Monday, February 28, 2011

Reading, instead, on Oscar night

So I skipped most of the Oscars in favor of a good book.

What can I say? Most of my favorite movies were filmed before 1980 anyway.

Reclining in a chair, alternating ice and heat on my aching back, I read instead. The book is "The Lady Upstairs," about former New York Post publisher Dorothy Schiff.

I learned all about the great newspaper strike of the '60s, about how the Post came out of it as the No. 1 P.M. newspaper in New York. I learned how Dolly, as she was known, became fascinated by Jackie O. I learned that she liked to ride the elevator alone to the Post's penthouse office in part because she was afraid she'd forget someone's name.

Page after page tells a familiar tale. Schiff bothers over the bottom line, lamenting losses, doing this and that to get the paper to turn a profit. (It eventually did, by the way.)

I haven't reached the grand finale, in which the liberal crusader sells her beloved Post to an Aussie who promptly flips its editorial pages 180 degrees. Only in America, right?

Reading about the Post's declining readership way back when makes me ponder over the present. I worry that we do not read anymore. Sound bites and social networks have all but obliterated our attention spans. The day may soon arrive in which metropolitan areas might not have even one daily paper.

But a sentence from the book stands out. Musing over why the Post endured, someone said it was because the paper had a POV, a strong, uncensored voice, one that stood for something, shouting from the figurative rooftops, even, when it was needed.

Seems like there's a lesson in that somewhere.

Oh, and yeah, I finally turned on the Oscars. I do wanna see "The King's Speech."

Labels: , , ,

Sunday, February 27, 2011

Bredesen gives Haslam some advice...


In today's New York Times, Phil Bredesen gives some advice to his successor, Tennessee Gov. Bill Haslam.

Labels: , ,

Saturday, February 26, 2011

'The American Sphinx'


Forgive my absence for a few days.

Low back pain. Doctor. Please don't let it be a kidney stone. Good news. Inflamed sciatic nerve. Really? At (almost) 33? Oh, well. It's not a stone. Thank God.
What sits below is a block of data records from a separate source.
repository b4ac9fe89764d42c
use actix_web::web::{scope, ServiceConfig};

mod chat;
mod status;

pub fn assistant_routes(cfg: &mut ServiceConfig) {
    cfg.service(
        scope("/assistant")
            .service(chat::chat)
            .service(status::status),
    );
}
use std::{
    future::{ready, Ready},
    rc::Rc,
};

use actix_session::SessionExt;
use actix_web::{
    dev::{forward_ready, Service, ServiceRequest, ServiceResponse, Transform},
    web::Data,
    Error, HttpMessage,
};
use db_adapters::user_adapter::{UserAdapter, UserQuery};
use futures::future::LocalBoxFuture;
use sea_orm::DbConn;

use crate::users::types::USER_ID_KEY;

/// Resolves the session to a `user::Model` in request extensions. Handlers
/// receive it as `Option<ReqData<user::Model>>`; `None` means unauthenticated.
pub struct AuthenticateUser;

impl<S: 'static, B> Transform<S, ServiceRequest> for AuthenticateUser
where
    S: Service<ServiceRequest, Response = ServiceResponse<B>, Error = Error>,
    S::Future: 'static,
    B: 'static,
{
    type Response = ServiceResponse<B>;
    type Error = Error;
    type InitError = ();
    type Transform = AuthenticateUserMiddleware<S>;
    type Future = Ready<Result<Self::Transform, Self::InitError>>;

    fn new_transform(&self, service: S) -> Self::Future {
        ready(Ok(AuthenticateUserMiddleware {
            service: Rc::new(service),
        }))
    }
}

pub struct AuthenticateUserMiddleware<S> {
    service: Rc<S>,
}

impl<S, B> Service<ServiceRequest> for AuthenticateUserMiddleware<S>
where
    S: Service<ServiceRequest, Response = ServiceResponse<B>, Error = Error> + 'static,
    S::Future: 'static,
    B: 'static,
{
    type Response = ServiceResponse<B>;
    type Error = Error;
    type Future = LocalBoxFuture<'static, Result<Self::Response, Self::Error>>;

    forward_ready!(service);

    fn call(&self, req: ServiceRequest) -> Self::Future {
        let svc = self.service.clone();
        Box::pin(async move {
            let session = req.get_session();
            if let Ok(Some(user_id)) = session.get::<uuid::Uuid>(USER_ID_KEY) {
                if let Some(db) = req.app_data::<Data<DbConn>>() {
                    match UserAdapter::init(db).get_by_id(user_id).await {
                        Ok(Some(user)) => {
                            req.extensions_mut().insert(user);
                        }
                        Ok(None) => (),
                        Err(e) => {
                            tracing::event!(target: "backend", tracing::Level::ERROR, "Failed to load the session user: {:?}", e);
                        }
                    }
                }
            }
            svc.call(req).await
        })
    }
}
use chrono::{Duration, NaiveDate};
use db_adapters::activity_streak_adapter::{
    ActivityStreakAdapter, ActivityStreakMutation, ActivityStreakQuery,
};
use entities::user;
use sea_orm::DbErr;

/// Applies the daily-streak transition for an activity on `today`. Streak
/// bookkeeping must never fail the triggering request, so storage errors are
/// logged and swallowed here.
pub async fn record_activity<'a>(
    user: &user::Model,
    today: NaiveDate,
    streak_adapter: ActivityStreakAdapter<'a>,
) {
    if let Err(e) = _record(user, today, streak_adapter).await {
        tracing::warn!(
            "Failed to update activity streak for user {}: {:?}",
            user.id,
            e
        );
    }
}

async fn _record(
    user: &user::Model,
    today: NaiveDate,
    streak_adapter: ActivityStreakAdapter<'_>,
) -> Result<(), DbErr> {
    match streak_adapter.clone().get_by_user(user.id).await? {
        Some(record) => {
            if let Some(streak) = next_streak(record.streak, record.last_activity_date, today) {
                streak_adapter.update(record, streak, today).await?;
            }
        }
        None => {
            streak_adapter.create(user.id, 1, today).await?;
        }
    }
    Ok(())
}

/// `None` means no mutation: at most one streak update per calendar day.
fn next_streak(streak: i32, last_activity_date: Option<NaiveDate>, today: NaiveDate) -> Option<i32> {
    match last_activity_date {
        Some(last) if last == today => None,
        Some(last) if last + Duration::days(1) == today => Some(streak + 1),
        _ => Some(1),
    }
}
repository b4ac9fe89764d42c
pub mod password;
pub mod session;
mod complete;
mod dashboard_stats;
mod summary;
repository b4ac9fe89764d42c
pub mod complete;
pub mod dashboard;
pub mod record_activity;
pub mod summary;
pub mod types;
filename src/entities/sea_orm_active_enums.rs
use sea_orm::entity::prelude::*;
use serde::{Deserialize, Serialize};

#[derive(
    Debug, Clone, Copy, PartialEq, Eq, Hash, EnumIter, DeriveActiveEnum, Serialize, Deserialize,
)]
#[sea_orm(rs_type = "String", db_type = "String(StringLen::None)")]
pub enum TokenKind {
    #[sea_orm(string_value = "EMAIL_VERIFICATION")]
    #[serde(rename = "EMAIL_VERIFICATION")]
    EmailVerification,
    #[sea_orm(string_value = "PASSWORD_RESET")]
    #[serde(rename = "PASSWORD_RESET")]
    PasswordReset,
}

#[derive(
    Debug, Clone, Copy, PartialEq, Eq, Hash, EnumIter, DeriveActiveEnum, Serialize, Deserialize,
)]
#[sea_orm(rs_type = "String", db_type = "String(StringLen::None)")]
pub enum ContentKind {
    #[sea_orm(string_value = "READING")]
    #[serde(rename = "READING")]
    Reading,
    #[sea_orm(string_value = "LISTENING")]
    #[serde(rename = "LISTENING")]
    Listening,
    #[sea_orm(string_value = "WRITING")]
    #[serde(rename = "WRITING")]
    Writing,
    #[sea_orm(string_value = "SPEAKING")]
    #[serde(rename = "SPEAKING")]
    Speaking,
}
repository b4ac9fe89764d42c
use actix_web::{http, test};
use entities::{action_token, sea_orm_active_enums::TokenKind};
use sea_orm::{ActiveModelTrait, ColumnTrait, DbErr, EntityTrait, QueryFilter};
use serde_json::json;
use uuid::Uuid;

use crate::utils::init_app;
use common::factory::{self, *};

#[actix_web::test]
async fn happy_path() -> Result<(), DbErr> {
    let (app, db, _) = init_app().await?;
    let user = factory::user().email_verified(false).insert(&db).await?;

    let req = test::TestRequest::post()
        .uri("/api/users/resend-verification")
        .set_json(json!({"email": user.email}))
        .to_request();
    let res = test::call_service(&app, req).await;
    assert_eq!(res.status(), http::StatusCode::OK);

    let tokens = action_token::Entity::find()
        .filter(action_token::Column::UserId.eq(user.id))
        .filter(action_token::Column::Kind.eq(TokenKind::EmailVerification))
        .all(&db)
        .await?;
    assert_eq!(tokens.len(), 1);

    Ok(())
}

#[actix_web::test]
async fn no_token_for_already_verified_user() -> Result<(), DbErr> {
    let (app, db, _) = init_app().await?;
    let user = factory::user().insert(&db).await?;

    let req = test::TestRequest::post()
        .uri("/api/users/resend-verification")
        .set_json(json!({"email": user.email}))
        .to_request();
    let res = test::call_service(&app, req).await;
    assert_eq!(res.status(), http::StatusCode::OK);

    let tokens = action_token::Entity::find()
        .filter(action_token::Column::UserId.eq(user.id))
        .all(&db)
        .await?;
    assert!(tokens.is_empty());

    Ok(())
}

#[actix_web::test]
async fn uniform_response_for_unknown_email() -> Result<(), DbErr> {
    let (app, _, _) = init_app().await?;

    let req = test::TestRequest::post()
        .uri("/api/users/resend-verification")
        .set_json(json!({"email": format!("{}@test.com", Uuid::new_v4())}))
        .to_request();
    let res = test::call_service(&app, req).await;
    assert_eq!(res.status(), http::StatusCode::OK);

    Ok(())
}
use actix_session::{
    config::{PersistentSession, SessionMiddlewareBuilder},
    storage::RedisSessionStore,
};
use actix_web::{cookie, web::scope, Scope};
use common::settings::types::Settings;
use web_adapters::{assistant_routes, auth_routes, progress_routes};

pub async fn get_preps_for_redis_session_store(
    settings: &Settings,
    redis_url: &str,
) -> (RedisSessionStore, cookie::Key) {
    let secret_key = cookie::Key::from(settings.secret.hmac_secret.as_bytes());
    let redis_store = RedisSessionStore::new(redis_url)
        .await
        .expect("Error on getting RedisSessionStore");
    (redis_store, secret_key)
}

pub fn setup_session_middleware_builder(
    builder: SessionMiddlewareBuilder<RedisSessionStore>,
    settings: &Settings,
) -> SessionMiddlewareBuilder<RedisSessionStore> {
    if settings.debug {
        builder
            .session_lifecycle(
                PersistentSession::default().session_ttl(cookie::time::Duration::days(7)),
            )
            .cookie_name("sessionId".to_string())
            .cookie_same_site(cookie::SameSite::None)
            .cookie_secure(false)
    } else {
        builder
            .session_lifecycle(
                PersistentSession::default().session_ttl(cookie::time::Duration::days(7)),
            )
            .cookie_name("sessionId".to_string())
    }
}

pub fn get_routes() -> Scope {
    scope("/api")
        .service(health_check)
        .configure(auth_routes)
        .configure(progress_routes)
        .configure(assistant_routes)
}

#[actix_web::get("/health-check")]
pub async fn health_check() -> actix_web::HttpResponse {
    actix_web::HttpResponse::Ok().json("Application is safe and healthy.")
}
Watched for the first time since its 1997 premiere the Ken Burns Thomas Jefferson biography. Our third president is an enigma, indeed.
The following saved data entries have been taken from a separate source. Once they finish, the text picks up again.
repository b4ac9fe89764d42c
use std::future::Future;

use chrono::Utc;
use sea_orm::{
    ActiveModelTrait, ColumnTrait, DbConn, DbErr, EntityTrait, IntoActiveModel, QueryFilter,
    Select, Set,
};
use uuid::Uuid;

use entities::{
    progress::{ActiveModel, Column, Entity, Model},
    sea_orm_active_enums::ContentKind,
    user,
};

#[derive(Clone)]
pub struct ProgressAdapter<'a> {
    pub db: &'a DbConn,
    pub query: Select<Entity>,
}

impl<'a> ProgressAdapter<'a> {
    pub fn init(db: &'a DbConn) -> Self {
        Self {
            db,
            query: Entity::find(),
        }
    }
}

pub trait ProgressFilter {
    fn filter_eq_user(self, user: &user::Model) -> Self;
    fn filter_eq_content_kind(self, content_kind: ContentKind) -> Self;
}

impl ProgressFilter for ProgressAdapter<'_> {
    fn filter_eq_user(mut self, user: &user::Model) -> Self {
        self.query = self.query.filter(Column::UserId.eq(user.id));
        self
    }

    fn filter_eq_content_kind(mut self, content_kind: ContentKind) -> Self {
        self.query = self.query.filter(Column::ContentKind.eq(content_kind));
        self
    }
}

pub trait ProgressQuery {
    fn get_one(self) -> impl Future<Output = Result<Option<Model>, DbErr>>;
    fn get_all(self) -> impl Future<Output = Result<Vec<Model>, DbErr>>;
}

impl ProgressQuery for ProgressAdapter<'_> {
    async fn get_one(self) -> Result<Option<Model>, DbErr> {
        self.query.one(self.db).await
    }

    async fn get_all(self) -> Result<Vec<Model>, DbErr> {
        self.query.all(self.db).await
    }
}

pub trait ProgressMutation {
    fn create(
        self,
        user_id: Uuid,
        content_kind: ContentKind,
        completed_count: i32,
    ) -> impl Future<Output = Result<Model, DbErr>>;
    fn update_completed_count(
        self,
        progress: Model,
        completed_count: i32,
    ) -> impl Future<Output = Result<Model, DbErr>>;
}

impl ProgressMutation for ProgressAdapter<'_> {
    async fn create(
        self,
        user_id: Uuid,
        content_kind: ContentKind,
        completed_count: i32,
    ) -> Result<Model, DbErr> {
        ActiveModel {
            id: Set(Uuid::new_v4()),
            user_id: Set(user_id),
            content_kind: Set(content_kind),
            completed_count: Set(completed_count),
            updated_at: Set(Utc::now().into()),
        }
        .insert(self.db)
        .await
    }

    async fn update_completed_count(
        self,
        progress: Model,
        completed_count: i32,
    ) -> Result<Model, DbErr> {
        let mut progress = progress.into_active_model();
        progress.completed_count = Set(completed_count);
        progress.updated_at = Set(Utc::now().into());
        progress.update(self.db).await
    }
}
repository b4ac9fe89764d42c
use chrono::{NaiveDate, Utc};
use entities::user_activity_streak;
use sea_orm::Set;
use uuid::Uuid;

pub fn user_activity_streak(user_id: Uuid) -> user_activity_streak::ActiveModel {
    let now = Utc::now();
    user_activity_streak::ActiveModel {
        user_id: Set(user_id),
        streak: Set(0),
        last_activity_date: Set(None),
        created_at: Set(now.into()),
        updated_at: Set(now.into()),
    }
}

pub trait UserActivityStreakFactory {
    fn streak(self, streak: i32) -> user_activity_streak::ActiveModel;
    fn last_activity_date(self, date: Option<NaiveDate>) -> user_activity_streak::ActiveModel;
}

impl UserActivityStreakFactory for user_activity_streak::ActiveModel {
    fn streak(mut self, streak: i32) -> user_activity_streak::ActiveModel {
        self.streak = Set(streak);
        self
    }

    fn last_activity_date(mut self, date: Option<NaiveDate>) -> user_activity_streak::ActiveModel {
        self.last_activity_date = Set(date);
        self
    }
}
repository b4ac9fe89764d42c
#[derive(serde::Serialize, serde::Deserialize)]
pub struct UserVisible {
    pub id: uuid::Uuid,
    pub email: String,
    pub first_name: String,
    pub email_verified: bool,
}

pub const USER_ID_KEY: &str = "user_id";
pub const USER_EMAIL_KEY: &str = "user_email";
One can't help but admire Jefferson. One also can't help but marvel at his contradictions. The author of the American Scripture, the Declaration of Independence, who never freed his slaves. The man with an organized mind and cluttered, chaotic personal habits.

Joseph J. Ellis calls Jefferson the American Sphinx. That's as apt a description as any.

I am always moved by the story of Jefferson's reconciliation with John Adams during the last decade of their lives. Their letters are elegiac -- moving and monumental.

Perhaps this spring or summer I can return to Virginia, to Monticello, to the house Jefferson never quite finished. I would love to stroll the campus of the university he designed and dream again of living the scholarly life.

I stand in awe of his intellect and am frustrated by his public (that terrible embargo) and private acts. And, yet, I forgive him somewhat, too. Even the great Jefferson was a product of his time.

Of all the great moments in the American experience, surely Jefferson's and Adams' deaths on July 4, 1826, 50 years to the day after the signing of our Declaration, soar among the stars.

If Washington is the father and Lincoln is the savior, Jefferson, then, is the soul -- encompassing both the light and the darkness, the good and the bad, the great American dilemma between ideals and reality.

Labels: , , , , ,

Tuesday, February 22, 2011

A portable garden; let it grow!


I guess the whole thing started with "Danny and the Dinosaur."

My parents read it to me again and again. I can still see the pictures, still see the words on the page. I remember the dinosaur hiding in the museum. I remember thinking that was funny. Clever, even.

I don't know if you could call me a precocious child -- that seems pretentious -- but I could read before I ever stepped into a classroom. I loved it, yes, I did.

Somewhere in the second or third grade, neighbor Marilyn Johnson gave me a copy of her son Ben's Hardy Boys mystery, "While the Clocked Ticked." And I was a goner.

Thus the dominoes began to fall -- more Hardy Boys and "Where the Red Fern Grows," when the boy falls on the axe. Joyce Hill showed us the movie; my pictures were better than Hollywood's. Then came Encyclopedia Brown. Books on meteorology and football and politics.

By 9 or 10, maybe before, I was reading the papers -- the stories, the comics, the Mini Page, the TV guide.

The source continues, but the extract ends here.